Local Authors, Local History
Various times and locations
Three Minnesota authors have published new books that examine diverse aspects of local history and are talking about their work this month. Mary Casanova will read from and sign copies of her newest young adult novel, Ice-Out
at 7 p.m. on Wednesday, January 18, at Hamline Midway Library
in St. Paul. In the book, Casanova returns to the Prohibition-era borderland of her novel Frozen
. Inspired by real events in early 1920s Minnesota, Ice-Out
blends young romance with moral and ethical questions.
Brian McMahon talks about his new book The Ford Century in Minnesota
at 7 p.m. on Tuesday, January 24, at the Minnesota History Center in St. Paul. In his book, McMahon documents the transformation of the Ford Motor Company’s operations in St. Paul through the Depression, the rise of the United Auto Workers Union and World War II, while integrating research on women in the workforce, competition from imported cars globalization and outsourcing, and the closing of the Twin Cities Assembly Plant.

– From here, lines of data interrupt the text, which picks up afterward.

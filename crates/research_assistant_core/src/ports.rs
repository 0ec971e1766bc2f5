//! crates/research_assistant_core/src/ports.rs
//!
//! Defines the service contracts (traits) for the application's core logic.
//! These traits form the boundary of the hexagonal architecture, keeping the core
//! independent of the concrete AI provider and storage backend.

use async_trait::async_trait;
use tokio_util::sync::CancellationToken;

use crate::domain::{Attachment, FocusMode, HistoryTurn, ModelId, Session, Source};

//=========================================================================================
// Generic Port Error and Result Types
//=========================================================================================

/// A generic error type for all port operations.
/// This abstracts away the specific errors from external services (e.g., database, network).
#[derive(Debug, thiserror::Error)]
pub enum PortError {
    #[error("Item not found: {0}")]
    NotFound(String),
    /// The request was abandoned because its cancellation token fired.
    /// Never reported to the user as an error.
    #[error("The operation was cancelled")]
    Cancelled,
    #[error("An unexpected error occurred: {0}")]
    Unexpected(String),
}

/// A convenience type alias for `Result<T, PortError>`.
pub type PortResult<T> = Result<T, PortError>;

//=========================================================================================
// AI Answer Port
//=========================================================================================

/// Everything the provider needs to answer one query.
#[derive(Debug, Clone)]
pub struct AnswerRequest {
    pub query: String,
    pub attachments: Vec<Attachment>,
    pub focus_mode: FocusMode,
    pub pro_mode: bool,
    pub model: ModelId,
    /// Prior finalized turns, oldest first. Excludes the query itself.
    pub history: Vec<HistoryTurn>,
}

/// The provider's single final answer. An empty source list is not an error.
#[derive(Debug, Clone, PartialEq, Eq)]
pub struct Answer {
    pub text: String,
    pub sources: Vec<Source>,
}

#[async_trait]
pub trait AnswerService: Send + Sync {
    /// Produces one grounded answer. Implementations should return
    /// `PortError::Cancelled` once `cancel` fires.
    async fn answer(&self, request: AnswerRequest, cancel: CancellationToken)
        -> PortResult<Answer>;
}

//=========================================================================================
// Persistence Port
//=========================================================================================

#[async_trait]
pub trait SessionRepository: Send + Sync {
    /// Loads the whole session collection, in order.
    async fn load(&self) -> PortResult<Vec<Session>>;

    /// Replaces the stored collection with `sessions`.
    async fn save(&self, sessions: &[Session]) -> PortResult<()>;
}
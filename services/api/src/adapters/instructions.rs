//! services/api/src/adapters/instructions.rs
//!
//! System instructions shared by every answer adapter. The focus mode and pro
//! flag shape the provider's behavior here; they never affect the core's
//! control flow.

use chrono::NaiveDate;
use research_assistant_core::FocusMode;

const BASE_INSTRUCTIONS: &str = r#"You are Perplexica, an advanced AI search engine capable of deep research.
Your primary goal is to provide answers based on the LATEST information available on the web.

CRITICAL RULES:
1. PRIORITIZE SEARCH RESULTS: Always prefer information found in the search tools over your internal knowledge cutoff.
2. BE UP-TO-DATE: If the user asks for news, weather, stock prices, or recent events, use the search tool to find the exact current status.
3. CITE SOURCES: You must base your answers on the search results provided.
4. DATE AWARENESS: Today's date is {today}."#;

const DEEP_RESEARCH_INSTRUCTIONS: &str = r#"
==================================================
MODE: PURE DEEP RESEARCH (GROUND UP)
==================================================
You are currently in "Deep Research" mode. The user expects an EXHAUSTIVE, ACADEMIC, and FIRST-PRINCIPLES analysis.

MANDATORY PROCESS (FROM GROUND UP):
1. **First Principles:** Do not assume common knowledge. Start from the fundamental truths of the query.
2. **Exhaustive Search:** If you find a fact, verify it against a second source. If sources conflict, find a third.
3. **Recursive Reasoning:** Think about the "Why" and "How" deeply. Spend significant tokens on the reasoning process.
4. **Counter-Arguments:** Actively look for evidence that disproves your initial findings.
5. **No Shortcuts:** Do not summarize until you have analyzed the entire context.

OUTPUT FORMAT:
- Provide a "Deep Dive" structured response.
- Use multiple headers.
- Cite every single claim.
- Include a "Methodology" or "Reasoning" section if the topic is complex."#;

/// Builds the system instruction for one request.
pub fn system_instruction(mode: FocusMode, pro_mode: bool, today: NaiveDate) -> String {
    let mut instruction = BASE_INSTRUCTIONS.replace("{today}", &today.format("%Y-%m-%d").to_string());
    if pro_mode {
        instruction.push_str(DEEP_RESEARCH_INSTRUCTIONS);
    }
    instruction.push('\n');
    instruction.push_str(focus_instruction(mode));
    instruction
}

fn focus_instruction(mode: FocusMode) -> &'static str {
    match mode {
        FocusMode::Web => "Provide comprehensive, accurate, and LATEST answers.",
        FocusMode::Academic => "Focus on academic papers, research, and scientific consensus. Prioritize .edu and .org sources.",
        FocusMode::Writing => "You are a creative writing assistant. Do not use web search unless explicitly asked for facts. Focus on style, tone, and structure.",
        FocusMode::Youtube => "Focus on finding educational or relevant YouTube videos. Summarize video content if possible.",
        FocusMode::Reddit => "Focus on searching Reddit threads to find community opinions, personal experiences, and discussions.",
    }
}

#[cfg(test)]
mod tests {
    use super::*;

    fn today() -> NaiveDate {
        NaiveDate::from_ymd_opt(2025, 3, 14).unwrap()
    }

    #[test]
    fn instruction_carries_date_and_focus() {
        let text = system_instruction(FocusMode::Academic, false, today());
        assert!(text.contains("Today's date is 2025-03-14."));
        assert!(text.ends_with("Prioritize .edu and .org sources."));
        assert!(!text.contains("DEEP RESEARCH"));
    }

    #[test]
    fn pro_mode_adds_deep_research_block() {
        let text = system_instruction(FocusMode::Web, true, today());
        assert!(text.contains("MODE: PURE DEEP RESEARCH (GROUND UP)"));
    }
}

Also on Tuesday, January 24, music journalist Jim Walsh will regale Prince fans with anecdotes from his book, Gold Experience: Following Prince in the
'90s at 7 p.m. Amsterdam Bar and Hall in St. Paul. As a columnist for the Pioneer Press,
Walsh saw it all: the 1994 NBA All-Star game after party and release bash for the single “The Most Beautiful Girl in the World”; after-hours parties at Erotic City, Glam Slam and Paisley Park; and Prince’s wedding to bandmate Mayte. And that’s just for starters.
Batsheva Dance Company
January 24, 7:30 p.m.
Northrop, University of Minnesota, Minneapolis
Why check out this Israeli dance company? Because Batsheva
has deep roots in MSP. New York choreographer Andrea Miller, a former Batsheva dancer, and her company have performed at The O’Shaughnessy in St. Paul. Zenon Dance Company, based in Minneapolis, has also twice commissioned Miller to choreograph new works for the company. The movement style that Batsheva’s founder Ohad Naharin originated, which is called gaga, is taught in the Twin Cities by Berit Ahlgren formerly of TU Dance in St. Paul. And last fall, Israeli choreographer Sharon Eyal—who originated the gaga style with Naharin—was a 2016 McKnight International Resident Choreographer and set her work “Killer Pig” on James Sewell Ballet.

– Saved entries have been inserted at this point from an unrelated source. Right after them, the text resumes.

/// Stage an image for the next question.
///
/// Accepts a multipart/form-data request with a single file part.
#[utoipa::path(
    post,
    path = "/attachments",
    request_body(content_type = "multipart/form-data", description = "The image to stage."),
    responses(
        (status = 201, description = "Image staged", body = StagedAttachment),
        (status = 400, description = "Unsupported type, too large, or missing file"),
        (status = 500, description = "The file could not be read")
    )
)]
pub async fn upload_attachment_handler(
    State(app_state): State<Arc<AppState>>,
    mut multipart: Multipart,
) -> Result<impl IntoResponse, (StatusCode, String)> {
    let field = multipart
        .next_field()
        .await
        .map_err(|e| attachment_error(AttachmentError::Conversion(e.to_string())))?
        .ok_or_else(|| {
            (
                StatusCode::BAD_REQUEST,
                "Multipart form must include a file".to_string(),
            )
        })?;

    let name = field.file_name().unwrap_or("image").to_string();
    let mime_type = field
        .content_type()
        .unwrap_or("application/octet-stream")
        .to_string();
    let data = field
        .bytes()
        .await
        .map_err(|e| attachment_error(AttachmentError::Conversion(e.to_string())))?;

    let attachment = image_attachment(name, &mime_type, &data).map_err(attachment_error)?;
    let staged = StagedAttachment::from(&attachment);
    app_state.staging.lock().await.stage(attachment);
    info!("Staged attachment {} ({}).", staged.name, staged.mime_type);
    Ok((StatusCode::CREATED, Json(staged)))
}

Moreover, the Batsheva dancers—with their cool sensuality, lighting-flash technique, droll humor and political acuity—deliver performances that leave viewers breathless. On this program is a work titled “Decadance 2017,” a compilation of excerpts from a number of Naharin’s choreographies, including Z/na (1995), Kyr (1990), Telophaza (2006), Mabul (1992), Sadeh21 (2011), Zachacha (1998), Three (2005),and Max (2007). Woven into a seamless, coherent whole, and further seasoned with music ranging from samba to rock ‘n roll, the fast, furious, thrilling work will ground you in a blossoming trend in MSP contemporary dance. Tickets here
Tuesdays, 7-8 p.m.
Como Planetarium, St. Paul
Beat the cold with a visit to the Como Planetarium, a cheap and great date night excursion or outing for the whole family. Stars and planets during the winter night sky are brilliant and clear. Learn what can be seen during the cold, crisp winter months and enjoy a virtual trip through the solar system. More information here
Written in Water
Cowles Center for Dance and the Performing Arts
Ragamala Dance Company
continues to earn national accolades for its innovative work with the classical Indian dance form Bharatanatyam—interdisciplinary work that investigates the potential and dynamism inherent to merging the ancestral and the contemporary, secular and spiritual, rhythm and stillness. The company’s new piece, “Written in Water,”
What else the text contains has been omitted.